FIGURE 5.

sEVs derived from pre-miR-146a-treated mSOD1 astrocytes show enriched content in miR-146a, but not those from VS-treated cells. Astrocytes were isolated from the cortex of SOD1-G93A (mSOD1) and wild type (WT) mice pups at 7-day-old and cultured for 13 days in vitro. Transfection with pre-miR-146a and treatment with dipeptidyl vinyl sulfone (VS) were performed in mSOD1 astrocytes. Small extracellular vesicles (sEVs) were isolated from the secretome of astrocytes by differential ultracentrifugation. (A) Results from one blot shows the expression of sEV markers (Alix and Flotillin-1). (B) Representative images obtained by transmission electron microscopy of sEVs show their cup shape morphology.
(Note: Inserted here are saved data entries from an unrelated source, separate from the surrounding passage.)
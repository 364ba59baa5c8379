// rust/dsi-core/src/dataset/iterator.rs

//! Iteration over the samples of one partition.

use std::fmt;
use std::iter::FusedIterator;
use std::sync::Arc;

use super::traits::Dataset;
use crate::partition::PartitionIter;

/// Yields `dataset.get(index)` for every index of a partition, in order.
///
/// Each consumer owns its iterator. Cloning gives an independent cursor, and
/// [`reset`](Self::reset) restarts the pass from the first sample. Dataset
/// errors are yielded as-is and do not end iteration.
pub struct SampleIter<D: Dataset> {
    dataset: Arc<D>,
    indices: PartitionIter,
}

impl<D: Dataset> SampleIter<D> {
    pub fn new(dataset: Arc<D>, indices: PartitionIter) -> Self {
        Self { dataset, indices }
    }

    /// Fetches the next sample along with its dataset index.
    pub fn next_indexed(&mut self) -> Option<(u32, Result<D::Record, D::Error>)> {
        let index = self.indices.next()?;
        Some((index, self.dataset.get(index as usize)))
    }

    /// Restarts from the first sample of the partition.
    pub fn reset(&mut self) {
        self.indices.reset();
    }

    /// Number of samples already yielded.
    pub fn position(&self) -> usize {
        self.indices.position()
    }

    /// The underlying index sequence.
    pub fn indices(&self) -> &PartitionIter {
        &self.indices
    }

    pub fn dataset(&self) -> &Arc<D> {
        &self.dataset
    }
}

impl<D: Dataset> Clone for SampleIter<D> {
    fn clone(&self) -> Self {
        Self {
            dataset: Arc::clone(&self.dataset),
            indices: self.indices.clone(),
        }
    }
}

impl<D: Dataset> fmt::Debug for SampleIter<D> {
    fn fmt(&self, f: &mut fmt::Formatter<'_>) -> fmt::Result {
        f.debug_struct("SampleIter")
            .field("dataset_len", &self.dataset.len())
            .field("indices", &self.indices)
            .finish()
    }
}

impl<D: Dataset> Iterator for SampleIter<D> {
    type Item = Result<D::Record, D::Error>;

    fn next(&mut self) -> Option<Self::Item> {
        self.next_indexed().map(|(_, sample)| sample)
    }

    fn size_hint(&self) -> (usize, Option<usize>) {
        self.indices.size_hint()
    }

    fn nth(&mut self, n: usize) -> Option<Self::Item> {
        let index = self.indices.nth(n)?;
        Some(self.dataset.get(index as usize))
    }
}

impl<D: Dataset> ExactSizeIterator for SampleIter<D> {}

impl<D: Dataset> FusedIterator for SampleIter<D> {}
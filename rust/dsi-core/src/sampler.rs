// rust/dsi-core/src/sampler.rs

//! Per-process entry point tying configuration, epochs and partitions
//! together.

use std::fmt;
use std::sync::Arc;

use tracing::info;

use crate::config::{DistributedEnv, SamplerConfig};
use crate::dataset::{Dataset, SampleIter};
use crate::epoch::{Barrier, EpochController, FileBarrier, SingleProcess};
use crate::error::{Result, SamplerError};
use crate::index::{IndexPlan, IndexStore, IndexView};
use crate::partition::{partition, PartitionIter, PartitionSpec, WorkerInfo};

/// Deterministic distributed sampling over a dataset for one rank.
///
/// Construction builds (or, on followers, waits for and loads) the order of
/// the configured epoch. Call [`reshuffle`](Self::reshuffle) before each new
/// epoch on every process of the job.
///
/// # Example
///
/// ```
/// use std::sync::Arc;
/// use dsi_core::{DistributedSampler, SamplerConfig, SingleProcess};
///
/// let mut config = SamplerConfig::default();
/// config.sampling.global_batch_size = 4;
/// config.distributed.world_size = Some(2);
/// config.distributed.rank = Some(1);
/// config.distributed.local_rank = Some(1);
///
/// let dataset = Arc::new((0..10u32).collect::<Vec<_>>());
/// let mut sampler = DistributedSampler::new(dataset, &config, Arc::new(SingleProcess))?;
/// assert_eq!(sampler.len(), 5);
///
/// sampler.reshuffle(1)?;
/// let samples: Vec<u32> = sampler.iter(None)?.collect::<Result<_, _>>()?;
/// assert_eq!(samples.len(), 5);
/// # Ok::<(), Box<dyn std::error::Error>>(())
/// ```
pub struct DistributedSampler<D: Dataset> {
    dataset: Arc<D>,
    env: DistributedEnv,
    device_batch_size: usize,
    controller: EpochController,
}

impl<D: Dataset> DistributedSampler<D> {
    /// Creates a sampler that synchronizes through `barrier`.
    ///
    /// # Errors
    ///
    /// Returns a configuration error if `config` is invalid for this dataset,
    /// or any error from building the first epoch.
    pub fn new(
        dataset: Arc<D>,
        config: &SamplerConfig,
        barrier: Arc<dyn Barrier>,
    ) -> Result<Self> {
        config.validate()?;
        let env = config.distributed.resolve()?;
        let plan = Self::plan_for(dataset.len(), config, &env);
        let device_batch_size = config.sampling.global_batch_size / env.world_size;

        let controller = EpochController::new(
            plan,
            config.sampling.epoch,
            config.sampling.start_index,
            IndexStore::from_config(&config.index),
            env.is_local_leader(),
            barrier,
        )?;

        let mut sampler = Self {
            dataset,
            env,
            device_batch_size,
            controller,
        };
        sampler.reshuffle(config.sampling.epoch)?;

        info!(
            rank = env.rank,
            world_size = env.world_size,
            length = plan.length,
            total_size = plan.total_size(),
            device_batch_size,
            "distributed sampler ready"
        );
        Ok(sampler)
    }

    /// Creates a sampler whose barrier follows the config: processes poll
    /// the shared manifest when an index file is configured, and build the
    /// order independently otherwise.
    pub fn from_config(dataset: Arc<D>, config: &SamplerConfig) -> Result<Self> {
        let env = config.distributed.resolve()?;
        let plan = Self::plan_for(dataset.len(), config, &env);
        let barrier: Arc<dyn Barrier> = match FileBarrier::from_config(&config.index) {
            Some(barrier) => Arc::new(barrier.expecting(plan)),
            None => Arc::new(SingleProcess),
        };
        Self::new(dataset, config, barrier)
    }

    fn plan_for(length: usize, config: &SamplerConfig, env: &DistributedEnv) -> IndexPlan {
        IndexPlan {
            length,
            world_size: env.world_size,
            seed: config.sampling.seed,
            shuffle: config.sampling.shuffle,
            drop_last: config.sampling.drop_last,
        }
    }

    /// Switches to the order of `epoch`; see [`EpochController::reshuffle`].
    pub fn reshuffle(&mut self, epoch: u64) -> Result<()> {
        self.controller.reshuffle(epoch)
    }

    /// Resumes the current epoch after `start_index` global samples.
    ///
    /// # Errors
    ///
    /// Returns a configuration error if `start_index` is not a multiple of
    /// the global batch size.
    pub fn set_start_index(&mut self, start_index: usize) -> Result<()> {
        let global_batch_size = self.global_batch_size();
        if start_index % global_batch_size != 0 {
            return Err(SamplerError::config(format!(
                "start_index {start_index} is not a multiple of the global batch size {global_batch_size}"
            )));
        }
        self.controller.set_start_index(start_index);
        Ok(())
    }

    pub fn epoch(&self) -> u64 {
        self.controller.epoch()
    }

    pub fn start_index(&self) -> usize {
        self.controller.start_index()
    }

    pub fn rank(&self) -> usize {
        self.env.rank
    }

    pub fn world_size(&self) -> usize {
        self.env.world_size
    }

    pub fn env(&self) -> &DistributedEnv {
        &self.env
    }

    pub fn device_batch_size(&self) -> usize {
        self.device_batch_size
    }

    pub fn global_batch_size(&self) -> usize {
        self.device_batch_size * self.env.world_size
    }

    /// Length of the global order, padded or truncated to the world size.
    pub fn total_size(&self) -> usize {
        self.controller.plan().total_size()
    }

    /// Samples this rank yields in the current epoch after the resume
    /// offset.
    pub fn len(&self) -> usize {
        self.total_size().saturating_sub(self.start_index()) / self.env.world_size
    }

    pub fn is_empty(&self) -> bool {
        self.len() == 0
    }

    pub fn dataset(&self) -> &Arc<D> {
        &self.dataset
    }

    /// The order of the current epoch.
    ///
    /// # Errors
    ///
    /// Returns a configuration error if the last `reshuffle` failed.
    pub fn global_indices(&self) -> Result<&IndexView> {
        self.controller.current().ok_or_else(|| {
            SamplerError::config(format!(
                "no index order for epoch {}; reshuffle failed",
                self.controller.epoch()
            ))
        })
    }

    /// The slice read by this rank, or by one of its loader workers.
    pub fn partition_spec(&self, worker: Option<WorkerInfo>) -> PartitionSpec {
        PartitionSpec {
            rank: self.env.rank,
            world_size: self.env.world_size,
            worker,
            device_batch_size: self.device_batch_size,
            start_index: self.start_index(),
        }
    }

    /// Dataset indices of this rank's (or worker's) partition.
    pub fn indices(&self, worker: Option<WorkerInfo>) -> Result<PartitionIter> {
        partition(self.global_indices()?, &self.partition_spec(worker))
    }

    /// Samples of this rank's (or worker's) partition.
    pub fn iter(&self, worker: Option<WorkerInfo>) -> Result<SampleIter<D>> {
        Ok(SampleIter::new(Arc::clone(&self.dataset), self.indices(worker)?))
    }
}

impl<D: Dataset> fmt::Debug for DistributedSampler<D> {
    fn fmt(&self, f: &mut fmt::Formatter<'_>) -> fmt::Result {
        f.debug_struct("DistributedSampler")
            .field("dataset_len", &self.dataset.len())
            .field("env", &self.env)
            .field("device_batch_size", &self.device_batch_size)
            .field("controller", &self.controller)
            .finish_non_exhaustive()
    }
}
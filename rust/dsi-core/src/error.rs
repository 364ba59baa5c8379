// rust/dsi-core/src/error.rs

use std::path::PathBuf;
use thiserror::Error;

#[derive(Error, Debug)]
pub enum SamplerError {

    #[error("Configuration error: {message}")]
    Config {
        message: String,
        #[source]
        source: Option<Box<dyn std::error::Error + Send + Sync>>,
    },

    #[error("Storage error at '{path}': {message}")]
    Storage {
        path: PathBuf,
        message: String,
        #[source]
        source: Option<std::io::Error>,
    },

    #[error("Synchronization error: {message}")]
    Barrier {
        message: String,
    },
}

pub type Result<T> = std::result::Result<T, SamplerError>;

// Convenience constructors
impl SamplerError {

    pub fn config(message: impl Into<String>) -> Self {
        Self::Config {
            message: message.into(),
            source: None,
        }
    }

    pub fn config_with_source(
        message: impl Into<String>,
        source: impl std::error::Error + Send + Sync + 'static,
    ) -> Self {
        Self::Config {
            message: message.into(),
            source: Some(Box::new(source)),
        }
    }

    pub fn storage(path: impl Into<PathBuf>, message: impl Into<String>) -> Self {
        Self::Storage {
            path: path.into(),
            message: message.into(),
            source: None,
        }
    }

    pub fn storage_with_source(
        path: impl Into<PathBuf>,
        message: impl Into<String>,
        source: std::io::Error,
    ) -> Self {
        Self::Storage {
            path: path.into(),
            message: message.into(),
            source: Some(source),
        }
    }

    pub fn barrier(message: impl Into<String>) -> Self {
        Self::Barrier {
            message: message.into(),
        }
    }

    /// Returns true for errors caused by invalid settings rather than I/O.
    pub fn is_config(&self) -> bool {
        matches!(self, Self::Config { .. })
    }

    /// Returns true for errors raised while reading or writing index files.
    pub fn is_storage(&self) -> bool {
        matches!(self, Self::Storage { .. })
    }

    /// Returns true when processes failed to meet at the epoch handshake.
    pub fn is_barrier(&self) -> bool {
        matches!(self, Self::Barrier { .. })
    }
}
Results from (C) number of sEVs per cell, (D) concentration (sEVs number/mL), and (E) size distribution derived from Nanoparticle Tracking Analysis using NanoSight. (F,G) RT-qPCR analysis of miRNA(miR)-146a expression in sEVs was performed. Spike and SNORD were used as endogenous controls. Results are mean (±SEM) fold change vs. sEVs-derived WT astrocytes from at least three independent experiments. *p < 0.05 vs. sEVs from WT astrocytes; ^##p < 0.01 vs. sEVs from untreated mSOD1 astrocytes. One-way ANOVA followed by Bonferroni post hoc test was used.